Design of peptides using alpha, beta-dehydro-residues: synthesis, crystal structure and molecular conformation of N-Boc-L-Val-delta Phe-delta Phe-L-Ala-OCH3.

To obtain general rules of peptide design using alpha, beta-dehydro-residues, a sequence with two consecutive delta Phe-residues, Boc-L-Val-delta Phe-delta Phe-L-Ala-OCH3, was synthesized by azlactone method in solution phase. The peptide was crystallized form its solution in an acetone/water mixture (70:30) in space group P6(1) with a = b = 14.912(3) A, c = 25.548(5) A, V = 4912.0(6) A3. The structure was determined by direct methods and refined by a full matrix least-squares procedure to an R value of 0.079 for 2891 observed [I > or = 3 delta (1)] reflections.

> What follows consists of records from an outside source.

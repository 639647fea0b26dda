//! Syntax kinds for XQuery and its dialects.
//!
//! `SyntaxKind` serves dual roles: token kinds (from the lexers) and node kinds
//! (from the parser). Keywords have no token kinds of their own: the lexer
//! emits `NCName` and the parser relabels names it consumes as keywords.

use serde::Serialize;

/// All token and node kinds. Tokens first, then nodes, then `__LAST` sentinel.
/// `#[repr(u16)]` enables safe transmute in `from_raw`.
#[derive(Debug, Clone, Copy, PartialEq, Eq, PartialOrd, Ord, Hash, Serialize)]
#[repr(u16)]
pub enum SyntaxKind {
    // --- Trivia ---
    Whitespace = 0,
    /// `(:`
    CommentStart,
    /// Body of an XQuery comment, nested comments included.
    CommentContents,
    /// `:)`
    CommentEnd,
    /// `:)` outside any comment.
    UnmatchedCommentEnd,
    /// Zero-width marker at end of input inside an unterminated comment.
    IncompleteComment,
    /// Body of an xqDoc comment before the xqDoc lexer splits it.
    XQDocComment,

    // --- xqDoc (all trivia) ---
    XQDocCommentMarker,
    XQDocContents,
    XQDocTrim,
    XQDocTagMarker,
    XQDocTag,
    XQDocVariableIndicator,
    XQDocNCName,
    XQDocWhitespace,
    XQDocXmlTagOpen,
    XQDocXmlCloseTagOpen,
    XQDocXmlTagEnd,
    XQDocXmlSelfClose,
    XQDocXmlEqual,
    XQDocXmlAttributeValueStart,
    XQDocXmlAttributeValueContents,
    XQDocXmlAttributeValueEnd,
    XQDocXmlElementContents,
    XQDocEntityReference,

    // --- Literals ---
    IntegerLiteral,
    DecimalLiteral,
    DoubleLiteral,
    /// `e`/`E` with optional sign but no digits after a number.
    PartialDoubleLiteralExponent,
    StringLiteralStart,
    StringLiteralContents,
    StringLiteralEnd,
    /// Zero-width marker at end of input inside an unterminated string.
    IncompleteStringLiteral,
    /// Doubled quote or doubled brace.
    EscapedCharacter,
    PredefinedEntityReference,
    /// `&name;` with a name other than the five predefined ones.
    EntityReference,
    PartialEntityReference,
    EmptyEntityReference,
    CharacterReference,

    // --- Names ---
    NCName,
    /// A name the parser consumed as a keyword. Never produced by the lexer.
    Keyword,
    /// `Q{`
    BracedUriLiteralStart,
    BracedUriLiteralEnd,

    // --- Punctuation and operators ---
    ParenOpen,
    ParenClose,
    SquareOpen,
    SquareClose,
    BlockOpen,
    BlockClose,
    Comma,
    Separator,
    /// `:` between prefix and local name.
    QNameSeparator,
    /// `::`
    AxisSeparator,
    /// `:=`
    Assign,
    /// `$`
    VariableIndicator,
    /// `@`
    AttributeSelector,
    /// `.`
    Dot,
    /// `..`
    ParentSelector,
    Slash,
    DoubleSlash,
    Union,
    /// `||`
    Concatenation,
    /// `!`
    Bang,
    Equal,
    NotEqual,
    LessThan,
    LessThanOrEqual,
    /// `<<`
    NodeBefore,
    GreaterThan,
    GreaterThanOrEqual,
    /// `>>`
    NodeAfter,
    Plus,
    Minus,
    Star,
    QuestionMark,
    /// `%` before an annotation name.
    AnnotationIndicator,
    /// `#` in a named function reference.
    FunctionRefHash,
    /// `(#`
    PragmaBegin,
    /// `#)`
    PragmaEnd,
    PragmaContents,

    // --- Markup ---
    /// `<` starting a direct element constructor.
    XmlTagOpen,
    XmlTagEnd,
    /// `</`
    XmlCloseTagOpen,
    /// `/>`
    XmlSelfClose,
    XmlAttributeValueStart,
    XmlAttributeValueContents,
    XmlAttributeValueEnd,
    XmlElementContents,
    /// `<!--`
    XmlCommentStart,
    XmlCommentContents,
    /// `-->`
    XmlCommentEnd,
    /// `<![CDATA[`
    CDataSectionStart,
    CDataSectionContents,
    /// `]]>`
    CDataSectionEnd,
    /// `<?`
    ProcessingInstructionBegin,
    ProcessingInstructionContents,
    /// `?>`
    ProcessingInstructionEnd,
    /// Zero-width marker at end of input inside unterminated markup.
    IncompleteMarkup,

    // --- Errors ---
    BadCharacter,
    /// End of input. Never stored in the token stream.
    Eof,

    // --- Node kinds (non-terminals) ---
    Module,
    Comment,
    Error,

    // Module structure
    VersionDecl,
    MainModule,
    LibraryModule,
    ModuleDecl,
    Prolog,
    QueryBody,

    // Prolog declarations
    DefaultNamespaceDecl,
    BoundarySpaceDecl,
    DefaultCollationDecl,
    BaseUriDecl,
    ConstructionDecl,
    OrderingModeDecl,
    EmptyOrderDecl,
    CopyNamespacesDecl,
    DecimalFormatDecl,
    DecimalFormatProperty,
    RevalidationDecl,
    FtOptionDecl,
    NamespaceDecl,
    SchemaImport,
    SchemaPrefix,
    ModuleImport,
    StylesheetImport,
    UriLiteral,
    ContextItemDecl,
    AnnotatedDecl,
    Annotation,
    CompatibilityAnnotation,
    VarDecl,
    FunctionDecl,
    ParamList,
    Param,
    TypeDeclaration,
    EnclosedExpr,
    OptionDecl,

    // Names
    QName,
    UriQualifiedName,
    BracedUriLiteral,
    StringLiteral,
    VarRef,
    VarName,

    // FLWOR and friends
    Expr,
    FlworExpr,
    ForClause,
    ForBinding,
    AllowingEmpty,
    PositionalVar,
    FtScoreVar,
    LetClause,
    LetBinding,
    WindowClause,
    TumblingWindowClause,
    SlidingWindowClause,
    WindowStartCondition,
    WindowEndCondition,
    WindowVars,
    WhereClause,
    GroupByClause,
    GroupingSpec,
    OrderByClause,
    OrderSpec,
    OrderModifier,
    CountClause,
    ReturnClause,
    QuantifiedExpr,
    QuantifiedBinding,
    SwitchExpr,
    SwitchCaseClause,
    SwitchDefaultClause,
    TypeswitchExpr,
    CaseClause,
    DefaultCaseClause,
    SequenceTypeUnion,
    IfExpr,
    TryCatchExpr,
    TryClause,
    CatchClause,
    CatchErrorList,

    // Operators
    OrExpr,
    AndExpr,
    ComparisonExpr,
    FtContainsExpr,
    StringConcatExpr,
    RangeExpr,
    AdditiveExpr,
    MultiplicativeExpr,
    UnionExpr,
    IntersectExceptExpr,
    InstanceofExpr,
    TreatExpr,
    CastableExpr,
    CastExpr,
    UnaryExpr,
    ValidateExpr,
    ExtensionExpr,
    Pragma,
    SimpleMapExpr,

    // Paths
    PathExpr,
    RelativePathExpr,
    AxisStep,
    ForwardStep,
    ReverseStep,
    AbbrevForwardStep,
    AbbrevReverseStep,
    NameTest,
    Wildcard,
    PredicateList,
    Predicate,
    PostfixExpr,
    ArgumentList,
    ArgumentPlaceholder,

    // Primary expressions
    ParenthesizedExpr,
    ContextItemExpr,
    OrderedExpr,
    UnorderedExpr,
    FunctionCall,
    NamedFunctionRef,
    InlineFunctionExpr,

    // Constructors
    DirElemConstructor,
    DirAttributeList,
    DirAttribute,
    DirAttributeValue,
    DirElemContent,
    DirCommentConstructor,
    DirPiConstructor,
    CDataSection,
    CompDocConstructor,
    CompElemConstructor,
    CompAttrConstructor,
    CompNamespaceConstructor,
    CompTextConstructor,
    CompCommentConstructor,
    CompPiConstructor,
    CompBinaryConstructor,

    // Types
    SequenceType,
    OccurrenceIndicator,
    SingleType,
    TypeName,
    ParenthesizedItemType,
    AnyItemType,
    EmptySequenceType,
    AnyFunctionTest,
    TypedFunctionTest,
    AnyKindTest,
    DocumentTest,
    TextTest,
    CommentTest,
    NamespaceNodeTest,
    PiTest,
    AttributeTest,
    SchemaAttributeTest,
    ElementTest,
    SchemaElementTest,
    BinaryTest,

    // Update Facility
    InsertExpr,
    DeleteExpr,
    ReplaceExpr,
    RenameExpr,
    TransformExpr,
    CopyBinding,
    SourceExpr,
    TargetExpr,
    NewNameExpr,

    // Full Text
    FtSelection,
    FtOr,
    FtAnd,
    FtMildNot,
    FtUnaryNot,
    FtPrimaryWithOptions,
    FtWords,
    FtAnyallOption,
    FtTimes,
    FtRange,
    FtOrder,
    FtWindow,
    FtDistance,
    FtScope,
    FtContent,
    FtWeight,
    FtMatchOptions,
    FtCaseOption,
    FtDiacriticsOption,
    FtStemOption,
    FtLanguageOption,
    FtWildCardOption,
    FtStopWordOption,
    FtThesaurusOption,
    FtThesaurusId,
    FtExtensionOption,
    FtExtensionSelection,
    FtIgnoreOption,

    // Scripting
    BlockExpr,
    BlockDecls,
    BlockVarDecl,
    AssignmentExpr,
    ExitExpr,
    WhileExpr,

    // Must be last - used for bounds checking in `from_raw`
    #[doc(hidden)]
    __LAST,
}

use SyntaxKind::*;

impl SyntaxKind {
    #[inline]
    pub fn is_token(self) -> bool {
        (self as u16) < (Module as u16)
    }

    #[inline]
    pub fn is_node(self) -> bool {
        !self.is_token() && self != __LAST
    }

    /// Tokens the parser skips between productions.
    #[inline]
    pub fn is_trivia(self) -> bool {
        (self as u16) <= (XQDocEntityReference as u16) || self == Comment
    }

    #[inline]
    pub fn is_error(self) -> bool {
        matches!(
            self,
            Error
                | BadCharacter
                | UnmatchedCommentEnd
                | IncompleteComment
                | IncompleteStringLiteral
                | IncompleteMarkup
                | PartialDoubleLiteralExponent
                | PartialEntityReference
                | EmptyEntityReference
        )
    }

    pub fn from_raw(raw: u16) -> Option<Self> {
        if raw >= __LAST as u16 {
            return None;
        }
        // SAFETY: We've verified the value is in bounds, and SyntaxKind is repr(u16)
        Some(unsafe { std::mem::transmute::<u16, SyntaxKind>(raw) })
    }
}

/// 128-bit bitset of token `SyntaxKind`s for O(1) membership testing.
#[derive(Clone, Copy, PartialEq, Eq)]
pub struct TokenSet(u128);

impl TokenSet {
    /// Panics at compile time if any kind's discriminant >= 128.
    #[inline]
    pub const fn new(kinds: &[SyntaxKind]) -> Self {
        let mut bits = 0u128;
        let mut i = 0;
        while i < kinds.len() {
            let kind = kinds[i] as u16;
            assert!(kind < 128, "SyntaxKind value exceeds TokenSet capacity");
            bits |= 1 << kind;
            i += 1;
        }
        TokenSet(bits)
    }

    #[inline]
    pub const fn single(kind: SyntaxKind) -> Self {
        let kind = kind as u16;
        assert!(kind < 128, "SyntaxKind value exceeds TokenSet capacity");
        TokenSet(1 << kind)
    }

    #[inline]
    pub const fn contains(&self, kind: SyntaxKind) -> bool {
        let kind = kind as u16;
        if kind >= 128 {
            return false;
        }
        self.0 & (1 << kind) != 0
    }

    #[inline]
    pub const fn union(self, other: TokenSet) -> TokenSet {
        TokenSet(self.0 | other.0)
    }
}

impl std::fmt::Debug for TokenSet {
    fn fmt(&self, f: &mut std::fmt::Formatter<'_>) -> std::fmt::Result {
        let mut list = f.debug_set();
        for i in 0..128u16 {
            if self.0 & (1 << i) != 0
                && let Some(kind) = SyntaxKind::from_raw(i)
            {
                list.entry(&kind);
            }
        }
        list.finish()
    }
}

/// Pre-defined token sets for the parser.
pub mod token_sets {
    use super::*;

    pub const NUMERIC_LITERALS: TokenSet =
        TokenSet::new(&[IntegerLiteral, DecimalLiteral, DoubleLiteral]);

    pub const COMPARISON_OPERATORS: TokenSet = TokenSet::new(&[
        Equal,
        NotEqual,
        LessThan,
        LessThanOrEqual,
        GreaterThan,
        GreaterThanOrEqual,
        NodeBefore,
        NodeAfter,
    ]);

    pub const ADDITIVE_OPERATORS: TokenSet = TokenSet::new(&[Plus, Minus]);

    pub const OCCURRENCE_INDICATORS: TokenSet = TokenSet::new(&[QuestionMark, Star, Plus]);

    /// Content tokens of string literals and attribute values.
    pub const CHARACTER_REFERENCES: TokenSet = TokenSet::new(&[
        EscapedCharacter,
        PredefinedEntityReference,
        EntityReference,
        PartialEntityReference,
        EmptyEntityReference,
        CharacterReference,
    ]);
}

The backbone torsion angles phi 1 = 54(1) degrees, psi 1 = 129(1) degrees, omega 1 = -177(1) degrees, phi 2 = 57(1) degrees, psi 2 = 15(1) degrees, omega 2 = -170(1) degrees, phi 3 = 80(1) degrees, psi 3 = 7(2) degrees, omega 3 = -177(1) degrees, phi 4 = -108(1) degrees and psi T4 = -34(1) degrees suggest that the peptide adopts a folded conformation with two overlapping beta-turns of types II and III'. These turns are stabilized by two intramolecular hydrogen bonds between the CO of the Boc group and the NH of delta Phe3 and the CO of Val1 and the NH of Ala4. The torsion angles of delta Phe2 and delta Phe3 side chains are similar and indicate that the two delta Phe residues are essentially planar. The folded molecules from head-to-tail intermolecular hydrogen bonds giving rise to continuous helical columns which run parallel to the c-axis. This structure established the formation of two beta-turns of types II and III' respectively for sequences containing two consecutive delta Phe residues at (i + 2) and (i + 3) positions with a branched beta-carbon residue at one end of the tetrapeptide.